### Entries provided

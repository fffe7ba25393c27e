use std::sync::Arc;

use tokio::io::AsyncReadExt;
use tokio::sync::mpsc;
use tokio::task::JoinHandle;

use crate::error::RunnerError;
use crate::util::TailBuffer;

#[derive(Debug)]
pub struct LineTap {
    pub line: String,
    pub stream: LineStream,
}

#[derive(Debug, Clone, Copy, PartialEq, Eq)]
pub enum LineStream {
    Stdout,
    Stderr,
}

impl LineStream {
    fn label(self) -> &'static str {
        match self {
            LineStream::Stdout => "stdout",
            LineStream::Stderr => "stderr",
        }
    }
}

/// Reads `rd` to EOF, keeping a byte tail in `tail` and sending each line to `line_tx`.
pub fn pump<R>(
    mut rd: R,
    tail: Arc<TailBuffer>,
    line_tx: mpsc::Sender<LineTap>,
    stream: LineStream,
) -> JoinHandle<Result<u64, RunnerError>>
where
    R: tokio::io::AsyncRead + Unpin + Send + 'static,
{
    tokio::spawn(async move {
        let mut buf = vec![0u8; 16 * 1024];
        let mut total = 0u64;
        let mut line_buf: Vec<u8> = Vec::with_capacity(8 * 1024);

        loop {
            let n = rd.read(&mut buf).await.map_err(|e| RunnerError::StreamIo {
                stream: stream.label(),
                source: e,
            })?;
            if n == 0 {
                break;
            }

            tail.append(&buf[..n]);
            total += n as u64;

            line_buf.extend_from_slice(&buf[..n]);
            while let Some(pos) = line_buf.iter().position(|&b| b == b'\n') {
                let mut one = line_buf.drain(..=pos).collect::<Vec<u8>>();
                trim_newline(&mut one);
                let line = String::from_utf8_lossy(&one).to_string();
                let _ = line_tx.send(LineTap { line, stream }).await;
            }
        }

        // EOF flush: deliver the last partial line if it doesn't end with '\n'.
        if !line_buf.is_empty() {
            trim_newline(&mut line_buf);
            if !line_buf.is_empty() {
                let line = String::from_utf8_lossy(&line_buf).to_string();
                let _ = line_tx.send(LineTap { line, stream }).await;
            }
        }

        Ok(total)
    })
}

fn trim_newline(buf: &mut Vec<u8>) {
    if buf.last() == Some(&b'\n') {
        buf.pop();
    }
    if buf.last() == Some(&b'\r') {
        buf.pop();
    }
}
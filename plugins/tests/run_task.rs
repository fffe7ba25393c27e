#![cfg(unix)]

mod common;

use std::time::{Duration, Instant};

use common::{process_runner, Sandbox};
use ollama_task_core::api::{run_task, RunContext, RunTaskArgs, Storage, TaskConfig, TaskError};
use ollama_task_plugins::factory::build_runner;

const REMOTE: &str = "http://127.0.0.1:11434";

async fn run(sandbox: &Sandbox, task: TaskConfig) -> Result<ollama_task_core::api::ScriptOutput, TaskError> {
    let executor = sandbox.executor();
    let runner = build_runner(&task.task_runner).unwrap();
    run_task(RunTaskArgs {
        task: &task,
        ctx: &RunContext::new(),
        runner,
        executor: &executor,
    })
    .await
}

#[tokio::test]
async fn local_server_run_captures_output_file() {
    let sandbox = Sandbox::new();
    let task = TaskConfig::new([
        "ollama pull smollm:360m",
        "ollama run smollm:360m \"What is your name?\" > output.txt",
    ])
    .with_env(sandbox.env())
    .with_task_runner(process_runner())
    .with_output_files(["output.txt"])
    .with_model_caching(true);

    let output = run(&sandbox, task).await.unwrap();

    assert_eq!(output.exit_code, 0);
    assert_eq!(output.output_files.len(), 1);
    let uri = &output.output_files["output.txt"];
    let size = sandbox.storage.size(uri).await.unwrap();
    assert!(matches!(size, Some(n) if n > 0), "stored artifact is empty: {size:?}");
    let content = std::fs::read_to_string(uri.to_path().unwrap()).unwrap();
    assert_eq!(content, "I am smollm:360m\n");
}

#[tokio::test]
async fn removal_after_output_still_stores_the_file() {
    let sandbox = Sandbox::new();
    let task = TaskConfig::new([
        "ollama run tinyllama 'hi' > answer.txt",
        "ollama rm tinyllama",
    ])
    .with_env(sandbox.env())
    .with_task_runner(process_runner())
    .with_output_files(["answer.txt"])
    .with_host(REMOTE.to_string());

    let output = run(&sandbox, task).await.unwrap();

    assert_eq!(output.exit_code, 0);
    assert!(output.stdout_tail.contains("deleted 'tinyllama'"));
    assert!(output.output_files.contains_key("answer.txt"));
}

#[tokio::test]
async fn remote_host_is_visible_to_commands() {
    let sandbox = Sandbox::new();
    let task = TaskConfig::new(["echo \"$OLLAMA_HOST\" > host.txt"])
        .with_task_runner(process_runner())
        .with_output_files(["host.txt"])
        .with_host(REMOTE.to_string());

    let output = run(&sandbox, task).await.unwrap();
    let stored = output.output_files["host.txt"].to_path().unwrap();
    assert_eq!(std::fs::read_to_string(stored).unwrap().trim(), REMOTE);
}

#[tokio::test]
async fn failing_command_passes_exit_code_through() {
    let sandbox = Sandbox::new();
    let task = TaskConfig::new(["ollama frobnicate > never.txt", "exit 3"])
        .with_env(sandbox.env())
        .with_task_runner(process_runner())
        .with_output_files(["missing.txt"])
        .with_host(REMOTE.to_string());

    let output = run(&sandbox, task).await.unwrap();

    assert_eq!(output.exit_code, 3);
    assert!(output.output_files.is_empty());
}

#[tokio::test]
async fn missing_output_is_left_out_of_the_mapping() {
    let sandbox = Sandbox::new();
    let task = TaskConfig::new(["echo done > present.txt"])
        .with_task_runner(process_runner())
        .with_output_files(["present.txt", "completion.txt"])
        .with_host(REMOTE.to_string());

    let output = run(&sandbox, task).await.unwrap();

    assert_eq!(output.exit_code, 0);
    assert!(output.output_files.contains_key("present.txt"));
    assert!(!output.output_files.contains_key("completion.txt"));
}

#[tokio::test]
async fn local_server_left_running_does_not_hold_the_run() {
    let sandbox = Sandbox::new();
    let task = TaskConfig::new(["ollama run m 'hi' > output.txt"])
        .with_env(sandbox.env())
        .with_task_runner(process_runner())
        .with_output_files(["output.txt"]);

    let started = Instant::now();
    let output = tokio::time::timeout(Duration::from_secs(20), run(&sandbox, task))
        .await
        .expect("run returns once the script exits")
        .unwrap();

    assert_eq!(output.exit_code, 0);
    assert!(output.output_files.contains_key("output.txt"));
    assert!(
        started.elapsed() < Duration::from_secs(15),
        "took {:?}",
        started.elapsed()
    );
}

#[tokio::test]
async fn working_directory_is_removed_after_the_run() {
    let sandbox = Sandbox::new();
    let task = TaskConfig::new(["echo hi > a.txt"])
        .with_task_runner(process_runner())
        .with_output_files(["a.txt"])
        .with_host(REMOTE.to_string());

    run(&sandbox, task).await.unwrap();

    let leftovers = std::fs::read_dir(sandbox.work_root()).unwrap().count();
    assert_eq!(leftovers, 0);
}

### Activity
Take the records above and return them exactly as written.

### Your response
repository fffe7ba25393c27e
use std::sync::Arc;

use tokio::io::AsyncReadExt;
use tokio::sync::mpsc;
use tokio::task::JoinHandle;

use crate::error::RunnerError;
use crate::util::TailBuffer;

#[derive(Debug)]
pub struct LineTap {
    pub line: String,
    pub stream: LineStream,
}

#[derive(Debug, Clone, Copy, PartialEq, Eq)]
pub enum LineStream {
    Stdout,
    Stderr,
}

impl LineStream {
    fn label(self) -> &'static str {
        match self {
            LineStream::Stdout => "stdout",
            LineStream::Stderr => "stderr",
        }
    }
}

/// Reads `rd` to EOF, keeping a byte tail in `tail` and sending each line to `line_tx`.
pub fn pump<R>(
    mut rd: R,
    tail: Arc<TailBuffer>,
    line_tx: mpsc::Sender<LineTap>,
    stream: LineStream,
) -> JoinHandle<Result<u64, RunnerError>>
where
    R: tokio::io::AsyncRead + Unpin + Send + 'static,
{
    tokio::spawn(async move {
        let mut buf = vec![0u8; 16 * 1024];
        let mut total = 0u64;
        let mut line_buf: Vec<u8> = Vec::with_capacity(8 * 1024);

        loop {
            let n = rd.read(&mut buf).await.map_err(|e| RunnerError::StreamIo {
                stream: stream.label(),
                source: e,
            })?;
            if n == 0 {
                break;
            }

            tail.append(&buf[..n]);
            total += n as u64;

            line_buf.extend_from_slice(&buf[..n]);
            while let Some(pos) = line_buf.iter().position(|&b| b == b'\n') {
                let mut one = line_buf.drain(..=pos).collect::<Vec<u8>>();
                trim_newline(&mut one);
                let line = String::from_utf8_lossy(&one).to_string();
                let _ = line_tx.send(LineTap { line, stream }).await;
            }
        }

        // EOF flush: deliver the last partial line if it doesn't end with '\n'.
        if !line_buf.is_empty() {
            trim_newline(&mut line_buf);
            if !line_buf.is_empty() {
                let line = String::from_utf8_lossy(&line_buf).to_string();
                let _ = line_tx.send(LineTap { line, stream }).await;
            }
        }

        Ok(total)
    })
}

fn trim_newline(buf: &mut Vec<u8>) {
    if buf.last() == Some(&b'\n') {
        buf.pop();
    }
    if buf.last() == Some(&b'\r') {
        buf.pop();
    }
}
filename plugins/tests/run_task.rs
repository fffe7ba25393c27e
#![cfg(unix)]

mod common;

use std::time::{Duration, Instant};

use common::{process_runner, Sandbox};
use ollama_task_core::api::{run_task, RunContext, RunTaskArgs, Storage, TaskConfig, TaskError};
use ollama_task_plugins::factory::build_runner;

const REMOTE: &str = "http://127.0.0.1:11434";

async fn run(sandbox: &Sandbox, task: TaskConfig) -> Result<ollama_task_core::api::ScriptOutput, TaskError> {
    let executor = sandbox.executor();
    let runner = build_runner(&task.task_runner).unwrap();
    run_task(RunTaskArgs {
        task: &task,
        ctx: &RunContext::new(),
        runner,
        executor: &executor,
    })
    .await
}

#[tokio::test]
async fn local_server_run_captures_output_file() {
    let sandbox = Sandbox::new();
    let task = TaskConfig::new([
        "ollama pull smollm:360m",
        "ollama run smollm:360m \"What is your name?\" > output.txt",
    ])
    .with_env(sandbox.env())
    .with_task_runner(process_runner())
    .with_output_files(["output.txt"])
    .with_model_caching(true);

    let output = run(&sandbox, task).await.unwrap();

    assert_eq!(output.exit_code, 0);
    assert_eq!(output.output_files.len(), 1);
    let uri = &output.output_files["output.txt"];
    let size = sandbox.storage.size(uri).await.unwrap();
    assert!(matches!(size, Some(n) if n > 0), "stored artifact is empty: {size:?}");
    let content = std::fs::read_to_string(uri.to_path().unwrap()).unwrap();
    assert_eq!(content, "I am smollm:360m\n");
}

#[tokio::test]
async fn removal_after_output_still_stores_the_file() {
    let sandbox = Sandbox::new();
    let task = TaskConfig::new([
        "ollama run tinyllama 'hi' > answer.txt",
        "ollama rm tinyllama",
    ])
    .with_env(sandbox.env())
    .with_task_runner(process_runner())
    .with_output_files(["answer.txt"])
    .with_host(REMOTE.to_string());

    let output = run(&sandbox, task).await.unwrap();

    assert_eq!(output.exit_code, 0);
    assert!(output.stdout_tail.contains("deleted 'tinyllama'"));
    assert!(output.output_files.contains_key("answer.txt"));
}

#[tokio::test]
async fn remote_host_is_visible_to_commands() {
    let sandbox = Sandbox::new();
    let task = TaskConfig::new(["echo \"$OLLAMA_HOST\" > host.txt"])
        .with_task_runner(process_runner())
        .with_output_files(["host.txt"])
        .with_host(REMOTE.to_string());

    let output = run(&sandbox, task).await.unwrap();
    let stored = output.output_files["host.txt"].to_path().unwrap();
    assert_eq!(std::fs::read_to_string(stored).unwrap().trim(), REMOTE);
}

#[tokio::test]
async fn failing_command_passes_exit_code_through() {
    let sandbox = Sandbox::new();
    let task = TaskConfig::new(["ollama frobnicate > never.txt", "exit 3"])
        .with_env(sandbox.env())
        .with_task_runner(process_runner())
        .with_output_files(["missing.txt"])
        .with_host(REMOTE.to_string());

    let output = run(&sandbox, task).await.unwrap();

    assert_eq!(output.exit_code, 3);
    assert!(output.output_files.is_empty());
}

#[tokio::test]
async fn missing_output_is_left_out_of_the_mapping() {
    let sandbox = Sandbox::new();
    let task = TaskConfig::new(["echo done > present.txt"])
        .with_task_runner(process_runner())
        .with_output_files(["present.txt", "completion.txt"])
        .with_host(REMOTE.to_string());

    let output = run(&sandbox, task).await.unwrap();

    assert_eq!(output.exit_code, 0);
    assert!(output.output_files.contains_key("present.txt"));
    assert!(!output.output_files.contains_key("completion.txt"));
}

#[tokio::test]
async fn local_server_left_running_does_not_hold_the_run() {
    let sandbox = Sandbox::new();
    let task = TaskConfig::new(["ollama run m 'hi' > output.txt"])
        .with_env(sandbox.env())
        .with_task_runner(process_runner())
        .with_output_files(["output.txt"]);

    let started = Instant::now();
    let output = tokio::time::timeout(Duration::from_secs(20), run(&sandbox, task))
        .await
        .expect("run returns once the script exits")
        .unwrap();

    assert_eq!(output.exit_code, 0);
    assert!(output.output_files.contains_key("output.txt"));
    assert!(
        started.elapsed() < Duration::from_secs(15),
        "took {:?}",
        started.elapsed()
    );
}

#[tokio::test]
async fn working_directory_is_removed_after_the_run() {
    let sandbox = Sandbox::new();
    let task = TaskConfig::new(["echo hi > a.txt"])
        .with_task_runner(process_runner())
        .with_output_files(["a.txt"])
        .with_host(REMOTE.to_string());

    run(&sandbox, task).await.unwrap();

    let leftovers = std::fs::read_dir(sandbox.work_root()).unwrap().count();
    assert_eq!(leftovers, 0);
}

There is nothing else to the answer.